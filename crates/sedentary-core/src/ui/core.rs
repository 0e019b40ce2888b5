//! Core renderer trait

use embedded_graphics::pixelcolor::Rgb565;
use embedded_graphics::prelude::*;
use embedded_graphics::primitives::{PrimitiveStyle, Rectangle};

use crate::pipeline::DashboardView;

use super::colors::COLOR_SURFACE;

/// A fixed region of the dashboard that redraws itself from a view
pub trait Panel {
    /// Screen area this panel owns
    fn bounds(&self) -> Rectangle;

    /// Draw the panel from scratch
    fn draw<D: DrawTarget<Color = Rgb565>>(
        &self,
        view: &DashboardView<'_>,
        display: &mut D,
    ) -> Result<(), D::Error>;
}

/// Fill `bounds` with the card surface color
pub fn draw_card<D: DrawTarget<Color = Rgb565>>(
    bounds: Rectangle,
    display: &mut D,
) -> Result<(), D::Error> {
    bounds
        .into_styled(PrimitiveStyle::with_fill(COLOR_SURFACE))
        .draw(display)
}
//! Fixed-capacity rolling window with FIFO eviction
//!
//! Shared by the acceleration and activity chart buffers, and by the device
//! classifier's smoothing buffer.

use heapless::Deque;

/// Ring buffer that keeps the `N` most recent values in arrival order
#[derive(Debug, Clone)]
pub struct RollingWindow<T, const N: usize> {
    values: Deque<T, N>,
}

impl<T: Copy, const N: usize> RollingWindow<T, N> {
    /// Create an empty window
    pub fn new() -> Self {
        Self {
            values: Deque::new(),
        }
    }

    /// Append a value, evicting and returning the oldest one if the window was full
    pub fn push(&mut self, value: T) -> Option<T> {
        let evicted = if self.values.is_full() {
            self.values.pop_front()
        } else {
            None
        };
        // Cannot fail: a slot was freed above when the deque was full
        let _ = self.values.push_back(value);
        evicted
    }

    /// Number of values currently held
    pub fn len(&self) -> usize {
        self.values.len()
    }

    pub fn is_empty(&self) -> bool {
        self.values.is_empty()
    }

    /// Iterate from oldest to newest
    pub fn iter(&self) -> impl Iterator<Item = T> + '_ {
        self.values.iter().copied()
    }

    /// Iterate over at most `count` of the newest values, oldest first
    pub fn latest(&self, count: usize) -> impl Iterator<Item = T> + '_ {
        let skip = self.values.len().saturating_sub(count);
        self.values.iter().skip(skip).copied()
    }

    /// Most recently pushed value
    pub fn newest(&self) -> Option<T> {
        self.values.back().copied()
    }
}

impl<T: Copy, const N: usize> Default for RollingWindow<T, N> {
    fn default() -> Self {
        Self::new()
    }
}

#[cfg(test)]
mod tests {
    use super::*;
    use alloc::vec::Vec;

    #[test]
    fn test_push_below_capacity_keeps_everything() {
        let mut window = RollingWindow::<u32, 4>::new();
        assert_eq!(window.push(1), None);
        assert_eq!(window.push(2), None);

        assert_eq!(window.len(), 2);
        assert_eq!(window.iter().collect::<Vec<_>>(), [1, 2]);
    }

    #[test]
    fn test_overflow_evicts_oldest() {
        let mut window = RollingWindow::<u32, 3>::new();
        for i in 0..3 {
            window.push(i);
        }

        assert_eq!(window.push(3), Some(0));
        assert_eq!(window.len(), 3);
        assert_eq!(window.iter().collect::<Vec<_>>(), [1, 2, 3]);
        assert_eq!(window.newest(), Some(3));
    }

    #[test]
    fn test_latest_returns_tail_in_order() {
        let mut window = RollingWindow::<u32, 8>::new();
        for i in 0..6 {
            window.push(i);
        }

        assert_eq!(window.latest(3).collect::<Vec<_>>(), [3, 4, 5]);
        // Asking for more than is held returns everything
        assert_eq!(window.latest(10).count(), 6);
    }
}
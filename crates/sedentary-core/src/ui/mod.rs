//! Dashboard renderer
//!
//! Every redraw is a full pass over a [`DashboardView`](crate::DashboardView)
//! snapshot; no panel keeps state between frames.

pub mod chart;
pub mod colors;
pub mod core;
pub mod dashboard;
pub mod panels;
pub mod text;

pub use self::core::Panel;
pub use dashboard::DashboardPage;

/// Display width in pixels
pub const DISPLAY_WIDTH_PX: u32 = 480;

/// Display height in pixels
pub const DISPLAY_HEIGHT_PX: u32 = 320;

/// Gap between panels
pub const PANEL_GAP_PX: u32 = 4;

/// Inner padding of a panel card
pub const PANEL_PADDING_PX: i32 = 6;
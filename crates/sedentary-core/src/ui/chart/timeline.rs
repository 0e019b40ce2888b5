//! Activity timeline: one bar per reading, colored by activity level

use embedded_graphics::pixelcolor::Rgb565;
use embedded_graphics::prelude::*;
use embedded_graphics::primitives::{PrimitiveStyle, Rectangle};
use embedded_graphics::text::Alignment;

use crate::config::MAX_DATA_POINTS;
use crate::pipeline::DashboardView;
use crate::ui::colors::TEXT_SECONDARY;
use crate::ui::core::{Panel, draw_card};
use crate::ui::text::{TextSize, draw_text};

use super::viewport::{ChartViewport, ViewportPadding};
use super::{body_area, title_position};

pub struct TimelineChart {
    bounds: Rectangle,
    viewport: ChartViewport,
}

impl TimelineChart {
    pub fn new(bounds: Rectangle) -> Self {
        let viewport = ChartViewport::new(body_area(bounds), MAX_DATA_POINTS, 1.0)
            .with_padding(ViewportPadding::new(0, 6, 3, 6));
        Self { bounds, viewport }
    }

    pub fn viewport(&self) -> &ChartViewport {
        &self.viewport
    }
}

impl Panel for TimelineChart {
    fn bounds(&self) -> Rectangle {
        self.bounds
    }

    fn draw<D: DrawTarget<Color = Rgb565>>(
        &self,
        view: &DashboardView<'_>,
        display: &mut D,
    ) -> Result<(), D::Error> {
        draw_card(self.bounds, display)?;
        draw_text(
            "Activity Timeline",
            title_position(self.bounds),
            TextSize::Small,
            TEXT_SECONDARY,
            Alignment::Left,
            display,
        )?;

        let plot = self.viewport.plot_area();
        for (i, level) in view.store.activity_window().iter().enumerate() {
            let (x, width) = self.viewport.column_for(i);
            // One pixel gap between neighbouring bars
            let bar_width = width.saturating_sub(1).max(1);
            Rectangle::new(
                Point::new(x, plot.top_left.y),
                Size::new(bar_width, plot.size.height),
            )
            .into_styled(PrimitiveStyle::with_fill(level.color()))
            .draw(display)?;
        }

        Ok(())
    }
}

## What is expected
Using the same words as the original, repeat the records above.

## Expected output
filename crates/sedentary-core/src/ui/core.rs
repository 0e019b40ce2888b5
//! Core renderer trait

use embedded_graphics::pixelcolor::Rgb565;
use embedded_graphics::prelude::*;
use embedded_graphics::primitives::{PrimitiveStyle, Rectangle};

use crate::pipeline::DashboardView;

use super::colors::COLOR_SURFACE;

/// A fixed region of the dashboard that redraws itself from a view
pub trait Panel {
    /// Screen area this panel owns
    fn bounds(&self) -> Rectangle;

    /// Draw the panel from scratch
    fn draw<D: DrawTarget<Color = Rgb565>>(
        &self,
        view: &DashboardView<'_>,
        display: &mut D,
    ) -> Result<(), D::Error>;
}

/// Fill `bounds` with the card surface color
pub fn draw_card<D: DrawTarget<Color = Rgb565>>(
    bounds: Rectangle,
    display: &mut D,
) -> Result<(), D::Error> {
    bounds
        .into_styled(PrimitiveStyle::with_fill(COLOR_SURFACE))
        .draw(display)
}
//! Fixed-capacity rolling window with FIFO eviction
//!
//! Shared by the acceleration and activity chart buffers, and by the device
//! classifier's smoothing buffer.

use heapless::Deque;

/// Ring buffer that keeps the `N` most recent values in arrival order
#[derive(Debug, Clone)]
pub struct RollingWindow<T, const N: usize> {
    values: Deque<T, N>,
}

impl<T: Copy, const N: usize> RollingWindow<T, N> {
    /// Create an empty window
    pub fn new() -> Self {
        Self {
            values: Deque::new(),
        }
    }

    /// Append a value, evicting and returning the oldest one if the window was full
    pub fn push(&mut self, value: T) -> Option<T> {
        let evicted = if self.values.is_full() {
            self.values.pop_front()
        } else {
            None
        };
        // Cannot fail: a slot was freed above when the deque was full
        let _ = self.values.push_back(value);
        evicted
    }

    /// Number of values currently held
    pub fn len(&self) -> usize {
        self.values.len()
    }

    pub fn is_empty(&self) -> bool {
        self.values.is_empty()
    }

    /// Iterate from oldest to newest
    pub fn iter(&self) -> impl Iterator<Item = T> + '_ {
        self.values.iter().copied()
    }

    /// Iterate over at most `count` of the newest values, oldest first
    pub fn latest(&self, count: usize) -> impl Iterator<Item = T> + '_ {
        let skip = self.values.len().saturating_sub(count);
        self.values.iter().skip(skip).copied()
    }

    /// Most recently pushed value
    pub fn newest(&self) -> Option<T> {
        self.values.back().copied()
    }
}

impl<T: Copy, const N: usize> Default for RollingWindow<T, N> {
    fn default() -> Self {
        Self::new()
    }
}

#[cfg(test)]
mod tests {
    use super::*;
    use alloc::vec::Vec;

    #[test]
    fn test_push_below_capacity_keeps_everything() {
        let mut window = RollingWindow::<u32, 4>::new();
        assert_eq!(window.push(1), None);
        assert_eq!(window.push(2), None);

        assert_eq!(window.len(), 2);
        assert_eq!(window.iter().collect::<Vec<_>>(), [1, 2]);
    }

    #[test]
    fn test_overflow_evicts_oldest() {
        let mut window = RollingWindow::<u32, 3>::new();
        for i in 0..3 {
            window.push(i);
        }

        assert_eq!(window.push(3), Some(0));
        assert_eq!(window.len(), 3);
        assert_eq!(window.iter().collect::<Vec<_>>(), [1, 2, 3]);
        assert_eq!(window.newest(), Some(3));
    }

    #[test]
    fn test_latest_returns_tail_in_order() {
        let mut window = RollingWindow::<u32, 8>::new();
        for i in 0..6 {
            window.push(i);
        }

        assert_eq!(window.latest(3).collect::<Vec<_>>(), [3, 4, 5]);
        // Asking for more than is held returns everything
        assert_eq!(window.latest(10).count(), 6);
    }
}
filename crates/sedentary-core/src/ui/mod.rs
//! Dashboard renderer
//!
//! Every redraw is a full pass over a [`DashboardView`](crate::DashboardView)
//! snapshot; no panel keeps state between frames.

pub mod chart;
pub mod colors;
pub mod core;
pub mod dashboard;
pub mod panels;
pub mod text;

pub use self::core::Panel;
pub use dashboard::DashboardPage;

/// Display width in pixels
pub const DISPLAY_WIDTH_PX: u32 = 480;

/// Display height in pixels
pub const DISPLAY_HEIGHT_PX: u32 = 320;

/// Gap between panels
pub const PANEL_GAP_PX: u32 = 4;

/// Inner padding of a panel card
pub const PANEL_PADDING_PX: i32 = 6;
filename crates/sedentary-core/src/ui/chart/timeline.rs
repository 0e019b40ce2888b5
//! Activity timeline: one bar per reading, colored by activity level

use embedded_graphics::pixelcolor::Rgb565;
use embedded_graphics::prelude::*;
use embedded_graphics::primitives::{PrimitiveStyle, Rectangle};
use embedded_graphics::text::Alignment;

use crate::config::MAX_DATA_POINTS;
use crate::pipeline::DashboardView;
use crate::ui::colors::TEXT_SECONDARY;
use crate::ui::core::{Panel, draw_card};
use crate::ui::text::{TextSize, draw_text};

use super::viewport::{ChartViewport, ViewportPadding};
use super::{body_area, title_position};

pub struct TimelineChart {
    bounds: Rectangle,
    viewport: ChartViewport,
}

impl TimelineChart {
    pub fn new(bounds: Rectangle) -> Self {
        let viewport = ChartViewport::new(body_area(bounds), MAX_DATA_POINTS, 1.0)
            .with_padding(ViewportPadding::new(0, 6, 3, 6));
        Self { bounds, viewport }
    }

    pub fn viewport(&self) -> &ChartViewport {
        &self.viewport
    }
}

impl Panel for TimelineChart {
    fn bounds(&self) -> Rectangle {
        self.bounds
    }

    fn draw<D: DrawTarget<Color = Rgb565>>(
        &self,
        view: &DashboardView<'_>,
        display: &mut D,
    ) -> Result<(), D::Error> {
        draw_card(self.bounds, display)?;
        draw_text(
            "Activity Timeline",
            title_position(self.bounds),
            TextSize::Small,
            TEXT_SECONDARY,
            Alignment::Left,
            display,
        )?;

        let plot = self.viewport.plot_area();
        for (i, level) in view.store.activity_window().iter().enumerate() {
            let (x, width) = self.viewport.column_for(i);
            // One pixel gap between neighbouring bars
            let bar_width = width.saturating_sub(1).max(1);
            Rectangle::new(
                Point::new(x, plot.top_left.y),
                Size::new(bar_width, plot.size.height),
            )
            .into_styled(PrimitiveStyle::with_fill(level.color()))
            .draw(display)?;
        }

        Ok(())
    }
}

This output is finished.